[Stored data — start]
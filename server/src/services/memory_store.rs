// artisan_market/src/services/memory_store.rs

use artisan_core::catalog::apply_translation;
use artisan_core::Product;
use async_trait::async_trait;
use parking_lot::RwLock;
use std::collections::HashMap;
use tracing::{debug, instrument};

use crate::errors::Result;
use crate::models::user::User;
use crate::services::store::{MarketStore, ProductQuery};

/// Process-local store, used when no database is configured and in tests.
#[derive(Default)]
pub struct InMemoryMarketStore {
  products: RwLock<HashMap<String, Product>>,
  users: RwLock<HashMap<String, User>>,
}

impl InMemoryMarketStore {
  pub fn new() -> Self {
    Self::default()
  }
}

#[async_trait]
impl MarketStore for InMemoryMarketStore {
  #[instrument(name = "InMemoryMarketStore::insert_product", skip_all, fields(product_id = %product.id))]
  async fn insert_product(&self, product: &Product) -> Result<()> {
    self.products.write().insert(product.id.clone(), product.clone());
    debug!("Product stored.");
    Ok(())
  }

  async fn get_product(&self, product_id: &str) -> Result<Option<Product>> {
    Ok(self.products.read().get(product_id).cloned())
  }

  async fn list_products(&self, query: &ProductQuery) -> Result<Vec<Product>> {
    let mut matching: Vec<Product> = self
      .products
      .read()
      .values()
      .filter(|p| query.category.as_deref().map_or(true, |c| p.category == c))
      .cloned()
      .collect();
    matching.sort_by(|a, b| b.created_at.cmp(&a.created_at).then_with(|| a.id.cmp(&b.id)));
    Ok(
      matching
        .into_iter()
        .skip(query.offset as usize)
        .take(query.limit as usize)
        .collect(),
    )
  }

  async fn set_story(&self, product_id: &str, artisan_id: &str, story: &str) -> Result<bool> {
    let mut products = self.products.write();
    match products.get_mut(product_id) {
      Some(product) if product.artisan_id == artisan_id => {
        product.attach_story(story);
        Ok(true)
      }
      _ => Ok(false),
    }
  }

  async fn set_translation(
    &self,
    product_id: &str,
    language: &str,
    content_type: &str,
    text: &str,
  ) -> Result<bool> {
    let mut products = self.products.write();
    let Some(product) = products.get_mut(product_id) else {
      return Ok(false);
    };
    product.translations = apply_translation(&product.translations, language, content_type, text);
    Ok(true)
  }

  async fn upsert_user(&self, user: &User) -> Result<User> {
    let mut users = self.users.write();
    let stored = match users.get(&user.id) {
      // Keep the original creation time and any profile already filled in.
      Some(existing) => User {
        created_at: existing.created_at,
        profile: existing.profile.clone(),
        picture: user.picture.clone().or_else(|| existing.picture.clone()),
        ..user.clone()
      },
      None => user.clone(),
    };
    users.insert(stored.id.clone(), stored.clone());
    Ok(stored)
  }

  async fn get_user(&self, user_id: &str) -> Result<Option<User>> {
    Ok(self.users.read().get(user_id).cloned())
  }
}
// artisan_market/src/web/handlers/product_handlers.rs

use actix_web::{web, HttpResponse};
use artisan_core::{ContextData, PipelineResult, Product, StoryRequest, TranslationRequest, UploadFields};
use serde::Deserialize;
use serde_json::{json, Value};
use std::collections::HashMap;
use tracing::{info, instrument, warn};

use crate::errors::AppError;
use crate::models::user::User;
use crate::pipelines::contexts::{StoryCtxData, TranslateCtxData, UploadCtxData};
use crate::services::store::ProductQuery;
use crate::state::AppState;
use crate::web::extractors::AuthenticatedUser;

#[derive(Deserialize, Debug, Default)]
pub struct ListProductsQuery {
  pub category: Option<String>,
  pub limit: Option<i64>,
  pub offset: Option<i64>,
}

fn halted(flow: &str) -> AppError {
  warn!(flow, "Pipeline was stopped by a handler.");
  AppError::PipelineHalted
}

/// Serializes `product` and attaches the public part of its artisan's profile.
fn product_with_artisan(product: &Product, artisan: Option<&User>, with_profile: bool) -> Result<Value, AppError> {
  let mut value =
    serde_json::to_value(product).map_err(|e| AppError::Internal(format!("failed to serialize product: {}", e)))?;
  if let (Some(artisan), Some(object)) = (artisan, value.as_object_mut()) {
    let mut summary = json!({ "name": artisan.name, "picture": artisan.picture });
    if with_profile {
      summary["profile"] = artisan.profile.clone();
    }
    object.insert("artisan".to_string(), summary);
  }
  Ok(value)
}

#[instrument(
  name = "handler::upload_product",
  skip(app_state, auth_user, req_payload),
  fields(artisan_id = %auth_user.0.id, category = %req_payload.category)
)]
pub async fn upload_product_handler(
  app_state: web::Data<AppState>,
  auth_user: AuthenticatedUser,
  req_payload: web::Json<UploadFields>,
) -> Result<HttpResponse, AppError> {
  let ctx = ContextData::new(UploadCtxData::new(
    app_state.get_ref().clone(),
    auth_user.0,
    req_payload.into_inner(),
  ));

  match app_state.flows.run(ctx.clone()).await? {
    PipelineResult::Completed => {
      let (product, suggestion) = ctx.with(|c| (c.product.clone(), c.suggestion.clone()));
      let product = product.ok_or_else(|| AppError::Internal("upload completed without a product".to_string()))?;
      info!(product_id = %product.id, "Product uploaded.");
      Ok(HttpResponse::Created().json(json!({
        "product": product,
        "ai_suggestions": suggestion,
        "message": "Product uploaded successfully",
      })))
    }
    PipelineResult::Stopped => Err(halted("upload")),
  }
}

#[instrument(
  name = "handler::generate_story",
  skip(app_state, auth_user, path, req_payload),
  fields(product_id = %path.as_ref(), artisan_id = %auth_user.0.id)
)]
pub async fn generate_story_handler(
  app_state: web::Data<AppState>,
  auth_user: AuthenticatedUser,
  path: web::Path<String>,
  req_payload: web::Json<StoryRequest>,
) -> Result<HttpResponse, AppError> {
  let ctx = ContextData::new(StoryCtxData {
    app_state: app_state.get_ref().clone(),
    actor: auth_user.0,
    product_id: path.into_inner(),
    request: req_payload.into_inner(),
    story: None,
  });

  match app_state.flows.run(ctx.clone()).await? {
    PipelineResult::Completed => {
      let story = ctx.with(|c| c.story.clone()).unwrap_or_default();
      Ok(HttpResponse::Ok().json(json!({ "story": story })))
    }
    PipelineResult::Stopped => Err(halted("story")),
  }
}

#[instrument(
  name = "handler::translate_product",
  skip(app_state, auth_user, path, req_payload),
  fields(product_id = %path.as_ref(), target_language = %req_payload.target_language)
)]
pub async fn translate_product_handler(
  app_state: web::Data<AppState>,
  auth_user: AuthenticatedUser,
  path: web::Path<String>,
  req_payload: web::Json<TranslationRequest>,
) -> Result<HttpResponse, AppError> {
  let ctx = ContextData::new(TranslateCtxData {
    app_state: app_state.get_ref().clone(),
    actor: auth_user.0,
    product_id: path.into_inner(),
    request: req_payload.into_inner(),
    result: None,
  });

  match app_state.flows.run(ctx.clone()).await? {
    PipelineResult::Completed => {
      let result = ctx
        .with(|c| c.result.clone())
        .ok_or_else(|| AppError::Internal("translation completed without a result".to_string()))?;
      Ok(HttpResponse::Ok().json(result))
    }
    PipelineResult::Stopped => Err(halted("translate")),
  }
}

#[instrument(name = "handler::list_products", skip(app_state))]
pub async fn list_products_handler(
  app_state: web::Data<AppState>,
  query: web::Query<ListProductsQuery>,
) -> Result<HttpResponse, AppError> {
  let query = query.into_inner();
  let products = app_state
    .store
    .list_products(&ProductQuery::new(query.category, query.limit, query.offset))
    .await?;

  let mut artisans: HashMap<String, Option<User>> = HashMap::new();
  for product in &products {
    if !artisans.contains_key(&product.artisan_id) {
      let artisan = app_state.store.get_user(&product.artisan_id).await?;
      artisans.insert(product.artisan_id.clone(), artisan);
    }
  }

  let listing = products
    .iter()
    .map(|p| product_with_artisan(p, artisans.get(&p.artisan_id).and_then(Option::as_ref), false))
    .collect::<Result<Vec<_>, _>>()?;
  info!(count = listing.len(), "Products listed.");
  Ok(HttpResponse::Ok().json(listing))
}

#[instrument(name = "handler::get_product", skip(app_state, path), fields(product_id = %path.as_ref()))]
pub async fn get_product_handler(
  app_state: web::Data<AppState>,
  path: web::Path<String>,
) -> Result<HttpResponse, AppError> {
  let product_id = path.into_inner();
  let product = app_state
    .store
    .get_product(&product_id)
    .await?
    .ok_or_else(|| AppError::NotFound("Product not found".to_string()))?;
  let artisan = app_state.store.get_user(&product.artisan_id).await?;

  Ok(HttpResponse::Ok().json(product_with_artisan(&product, artisan.as_ref(), true)?))
}
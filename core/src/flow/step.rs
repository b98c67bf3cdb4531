// artisan_core/src/flow/step.rs

use super::context_data::ContextData;
use std::sync::Arc;

/// Predicate evaluated before a step; `true` skips the step.
pub type SkipCondition<TData> = Arc<dyn Fn(&ContextData<TData>) -> bool + Send + Sync + 'static>;

#[derive(Clone)]
pub struct StepDef<T: 'static + Send + Sync> {
  pub name: String,
  /// Optional steps without handlers are skipped instead of failing the run.
  pub optional: bool,
  pub skip_if: Option<SkipCondition<T>>,
}

impl<T: 'static + Send + Sync> StepDef<T> {
  pub fn required(name: impl Into<String>) -> Self {
    Self {
      name: name.into(),
      optional: false,
      skip_if: None,
    }
  }

  pub fn optional(name: impl Into<String>) -> Self {
    Self {
      name: name.into(),
      optional: true,
      skip_if: None,
    }
  }

  pub fn skip_if(mut self, condition: impl Fn(&ContextData<T>) -> bool + Send + Sync + 'static) -> Self {
    self.skip_if = Some(Arc::new(condition));
    self
  }
}

impl<T: 'static + Send + Sync> std::fmt::Debug for StepDef<T> {
  fn fmt(&self, f: &mut std::fmt::Formatter<'_>) -> std::fmt::Result {
    f.debug_struct("StepDef")
      .field("name", &self.name)
      .field("optional", &self.optional)
      .field("skip_if_present", &self.skip_if.is_some())
      .finish()
  }
}
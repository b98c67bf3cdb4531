// artisan_core/src/catalog/translations.rs

use serde::{Deserialize, Serialize};
use std::collections::BTreeMap;

/// Label naming which textual field a translation belongs to.
///
/// The label is open: besides the well-known ones below, any non-blank label
/// (for example `cultural_context`) is stored under its own key.
#[derive(Debug, Clone, PartialEq, Eq, Hash, Serialize, Deserialize)]
#[serde(transparent)]
pub struct ContentType(String);

impl ContentType {
  pub const TITLE: &'static str = "title";
  pub const DESCRIPTION: &'static str = "description";
  pub const STORY: &'static str = "story";
  pub const GENERAL: &'static str = "general";

  pub fn new(label: impl Into<String>) -> Self {
    Self(label.into())
  }

  pub fn as_str(&self) -> &str {
    &self.0
  }

  pub fn is_blank(&self) -> bool {
    self.0.trim().is_empty()
  }
}

impl Default for ContentType {
  fn default() -> Self {
    Self::new(Self::GENERAL)
  }
}

impl From<&str> for ContentType {
  fn from(label: &str) -> Self {
    Self::new(label)
  }
}

impl std::fmt::Display for ContentType {
  fn fmt(&self, f: &mut std::fmt::Formatter<'_>) -> std::fmt::Result {
    f.write_str(&self.0)
  }
}

/// language code → content-type label → translated text.
#[derive(Debug, Clone, Default, PartialEq, Eq, Serialize, Deserialize)]
#[serde(transparent)]
pub struct Translations(BTreeMap<String, BTreeMap<String, String>>);

impl Translations {
  /// Sets exactly `[language][content_type]`; everything else is untouched.
  /// Returns the text previously stored at that path.
  pub fn set(&mut self, language: &str, content_type: &str, text: impl Into<String>) -> Option<String> {
    self
      .0
      .entry(language.to_string())
      .or_default()
      .insert(content_type.to_string(), text.into())
  }

  pub fn get(&self, language: &str, content_type: &str) -> Option<&str> {
    self
      .0
      .get(language)
      .and_then(|fields| fields.get(content_type))
      .map(String::as_str)
  }

  pub fn languages(&self) -> impl Iterator<Item = &str> {
    self.0.keys().map(String::as_str)
  }

  /// Number of stored (language, content type) entries.
  pub fn entry_count(&self) -> usize {
    self.0.values().map(BTreeMap::len).sum()
  }

  pub fn is_empty(&self) -> bool {
    self.entry_count() == 0
  }
}

/// Pure form of [`Translations::set`]: returns an updated copy of `existing`.
pub fn apply_translation(existing: &Translations, language: &str, content_type: &str, text: &str) -> Translations {
  let mut updated = existing.clone();
  updated.set(language, content_type, text);
  updated
}
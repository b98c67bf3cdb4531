// artisan_market/src/services/mod.rs

pub mod identity;
pub mod memory_store;
pub mod pg_store;
pub mod store;
// artisan_market/src/config.rs

use crate::errors::{AppError, Result};
use std::env;
use std::time::Duration;

pub const ANY_ORIGIN: &str = "*";

#[derive(Debug, Clone, Copy, PartialEq, Eq, Default)]
pub enum AuthMode {
  /// Any non-empty bearer token is the development artisan.
  #[default]
  Dev,
  /// Tokens must appear in `AUTH_TOKENS`.
  Static,
}

#[derive(Debug, Clone, Copy, PartialEq, Eq, Default)]
pub enum LogFormat {
  #[default]
  Pretty,
  Json,
}

impl LogFormat {
  /// Used before the full configuration is loaded, to set up logging.
  pub fn from_env() -> Self {
    match env::var("LOG_FORMAT").ok().as_deref().map(str::trim) {
      Some(v) if v.eq_ignore_ascii_case("json") => LogFormat::Json,
      _ => LogFormat::Pretty,
    }
  }
}

#[derive(Clone)]
pub struct AppConfig {
  pub server_host: String,
  pub server_port: u16,
  pub database_url: Option<String>,

  pub ai_api_key: Option<String>,
  pub ai_base_url: String,
  pub ai_model: String,
  pub ai_timeout: Duration,
  pub ai_max_retries: u32,

  pub auth_mode: AuthMode,
  /// Raw `token:user_id:name:role` list, parsed by the static verifier.
  pub auth_tokens: String,

  pub log_format: LogFormat,

  /// Allowed browser origins; `*` allows any.
  pub cors_origins: Vec<String>,
}

impl std::fmt::Debug for AppConfig {
  fn fmt(&self, f: &mut std::fmt::Formatter<'_>) -> std::fmt::Result {
    f.debug_struct("AppConfig")
      .field("server_host", &self.server_host)
      .field("server_port", &self.server_port)
      .field("database_configured", &self.database_url.is_some())
      .field("ai_enabled", &self.ai_api_key.is_some())
      .field("ai_base_url", &self.ai_base_url)
      .field("ai_model", &self.ai_model)
      .field("ai_timeout", &self.ai_timeout)
      .field("ai_max_retries", &self.ai_max_retries)
      .field("auth_mode", &self.auth_mode)
      .field("log_format", &self.log_format)
      .field("cors_origins", &self.cors_origins)
      .finish()
  }
}

impl Default for AppConfig {
  fn default() -> Self {
    Self {
      server_host: "127.0.0.1".to_string(),
      server_port: 8080,
      database_url: None,
      ai_api_key: None,
      ai_base_url: "https://api.openai.com/v1".to_string(),
      ai_model: "gpt-4o-mini".to_string(),
      ai_timeout: Duration::from_secs(30),
      ai_max_retries: 0,
      auth_mode: AuthMode::Dev,
      auth_tokens: String::new(),
      log_format: LogFormat::Pretty,
      cors_origins: vec![ANY_ORIGIN.to_string()],
    }
  }
}

impl AppConfig {
  pub fn from_env() -> Result<Self> {
    dotenvy::dotenv().ok();
    Self::from_lookup(|name| env::var(name).ok())
  }

  /// Builds the configuration from any variable source; blank values count as unset.
  pub fn from_lookup(lookup: impl Fn(&str) -> Option<String>) -> Result<Self> {
    let get_env = |var_name: &str| lookup(var_name).map(|v| v.trim().to_string()).filter(|v| !v.is_empty());
    let defaults = Self::default();

    let server_host = get_env("SERVER_HOST").unwrap_or(defaults.server_host);
    let server_port = match get_env("SERVER_PORT") {
      Some(v) => v
        .parse::<u16>()
        .map_err(|e| AppError::Config(format!("Invalid SERVER_PORT '{}': {}", v, e)))?,
      None => defaults.server_port,
    };

    let ai_timeout = match get_env("AI_TIMEOUT_SECS") {
      Some(v) => match v.parse::<u64>() {
        Ok(secs) if secs > 0 => Duration::from_secs(secs),
        _ => return Err(AppError::Config(format!("Invalid AI_TIMEOUT_SECS '{}': expected a positive integer", v))),
      },
      None => defaults.ai_timeout,
    };
    let ai_max_retries = match get_env("AI_MAX_RETRIES") {
      Some(v) => v
        .parse::<u32>()
        .map_err(|e| AppError::Config(format!("Invalid AI_MAX_RETRIES '{}': {}", v, e)))?,
      None => defaults.ai_max_retries,
    };

    let auth_mode = match get_env("AUTH_MODE").as_deref() {
      None => AuthMode::Dev,
      Some(v) if v.eq_ignore_ascii_case("dev") => AuthMode::Dev,
      Some(v) if v.eq_ignore_ascii_case("static") => AuthMode::Static,
      Some(v) => return Err(AppError::Config(format!("Invalid AUTH_MODE '{}': expected dev or static", v))),
    };
    let log_format = match get_env("LOG_FORMAT").as_deref() {
      None => LogFormat::Pretty,
      Some(v) if v.eq_ignore_ascii_case("pretty") => LogFormat::Pretty,
      Some(v) if v.eq_ignore_ascii_case("json") => LogFormat::Json,
      Some(v) => return Err(AppError::Config(format!("Invalid LOG_FORMAT '{}': expected pretty or json", v))),
    };

    let cors_origins = match get_env("CORS_ORIGINS") {
      Some(v) => {
        let origins: Vec<String> = v
          .split(',')
          .map(str::trim)
          .filter(|o| !o.is_empty())
          .map(str::to_string)
          .collect();
        if origins.is_empty() {
          defaults.cors_origins
        } else {
          origins
        }
      }
      None => defaults.cors_origins,
    };

    Ok(Self {
      server_host,
      server_port,
      database_url: get_env("DATABASE_URL"),
      ai_api_key: get_env("AI_API_KEY"),
      ai_base_url: get_env("AI_BASE_URL").unwrap_or(defaults.ai_base_url),
      ai_model: get_env("AI_MODEL").unwrap_or(defaults.ai_model),
      ai_timeout,
      ai_max_retries,
      auth_mode,
      auth_tokens: get_env("AUTH_TOKENS").unwrap_or_default(),
      log_format,
      cors_origins,
    })
  }
}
[Stored data — finish]
Your goal -> Start at the first line of the entries above. Set down each line exactly through the one with "#[derive(Default)]", and stop there.

Response below ->
filename server/src/services/memory_store.rs
// artisan_market/src/services/memory_store.rs

use artisan_core::catalog::apply_translation;
use artisan_core::Product;
use async_trait::async_trait;
use parking_lot::RwLock;
use std::collections::HashMap;
use tracing::{debug, instrument};

use crate::errors::Result;
use crate::models::user::User;
use crate::services::store::{MarketStore, ProductQuery};

/// Process-local store, used when no database is configured and in tests.
#[derive(Default)]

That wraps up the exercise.